Fractional Shortening is an M-mode measurement of the percent change in diameter between Left Ventricle End Diastole Diameter (LVEDD) and Left Ventricle End Systolic Diameter (LVESD). The following equation allows for the percentage calculation of the size reduction:
FS (%) = (LVEDD-LVESD)/LVEDD x 100
Of note you may also see the machine refer to LVED as LVID or Left Ventricular Inner Diameter.
- Obtain PSLA view
- Select M-mode and place the cursor in the middle of the LV being careful to not include the mitral valve or papillary muscle.
- Freeze the M-mode image.
- Measure the LVEDD (max diameter) and LVESD (minimum diameter)
- The ultrasound will give you an ejection fraction reading.
Here is a video we made with step by step guide on how to do Fractional Shortening.
The caveat is that this value does not express ejection fraction since it is measures a distance and not a volume.

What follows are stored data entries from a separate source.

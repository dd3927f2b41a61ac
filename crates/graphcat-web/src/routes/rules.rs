//! Rule route handlers.

use axum::extract::{Path, State};
use axum::Json;
use serde::Deserialize;
use uuid::Uuid;

use graphcat_graph::{rules, Record};

use crate::error::{bad_request, ApiError};
use crate::state::AppState;

#[derive(Deserialize)]
pub struct RuleRequest {
    pub name: String,
    pub contextual_description: String,
    #[serde(default)]
    pub dynamic_properties: serde_json::Map<String, serde_json::Value>,
}

pub async fn create_rule(
    State(state): State<AppState>,
    Path(table_id): Path<Uuid>,
    Json(req): Json<RuleRequest>,
) -> Result<Json<Record>, ApiError> {
    rules::create_rule(
        state.graph.as_ref(),
        &table_id.to_string(),
        &req.name,
        &req.contextual_description,
        &req.dynamic_properties,
    )
    .await
    .map(Json)
    .map_err(bad_request)
}

pub async fn list_rules(
    State(state): State<AppState>,
    Path(table_id): Path<Uuid>,
) -> Result<Json<Vec<Record>>, ApiError> {
    rules::list_rules(state.graph.as_ref(), &table_id.to_string())
        .await
        .map(Json)
        .map_err(bad_request)
}

pub async fn get_rule(
    State(state): State<AppState>,
    Path((table_id, rule_id)): Path<(Uuid, Uuid)>,
) -> Result<Json<Record>, ApiError> {
    rules::get_rule(
        state.graph.as_ref(),
        &table_id.to_string(),
        &rule_id.to_string(),
    )
    .await
    .map(Json)
    .map_err(bad_request)
}

pub async fn delete_rule(
    State(state): State<AppState>,
    Path((table_id, rule_id)): Path<(Uuid, Uuid)>,
) -> Result<Json<Vec<Record>>, ApiError> {
    rules::delete_rule(
        state.graph.as_ref(),
        &table_id.to_string(),
        &rule_id.to_string(),
    )
    .await
    .map(|_| Json(Vec::new()))
    .map_err(bad_request)
}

Here is a reference table for fractional shortening:
|Normal EF||25- 43%||27- 45%|
|Mildly reduced EF||20- 24%||22- 26%|
|Moderately reduced EF||15- 19%||17- 21%|
|Severely reduced EF||≤ 14%||≤ 16%|
Thankfully you don’t have to remember all of these numbers because the ultrasound machine computes the ejection fraction by converting the diastolic and systolic diameters into volume measurements using the following Teichholz equation:
Vd = [7/(2.4 + LVEDD)] x LVEDD3
Vs = [7/(2.4 + LVESD)] x LVESD3
LVEF = (Vd – Vs)/ Vd
Limitations: For accurate delineation of change in diameter, the M-mode line must cut the LV perpendicularly. This can be ensured with optimal image quality or with the use of an ultrasound machine that enables anatomic M-mode. Other limitations of fractional shortening are evident in certain arrhythmias, in which end-diastole and end-systole are not clearly delineated, making this calculation impossible. Regional wall motion abnormalities also interfere with correct calculation, as the diameter of the left ventricle is not representative of the ventricular size.
Fractional Area Change
Fractional Area Change measures ejection fraction by comparing the area of the left ventricle when viewing the mitral valve function in the Parasternal Short Axis (PSSA) view during systole and at diastole. The normal range is approximately 35-65%.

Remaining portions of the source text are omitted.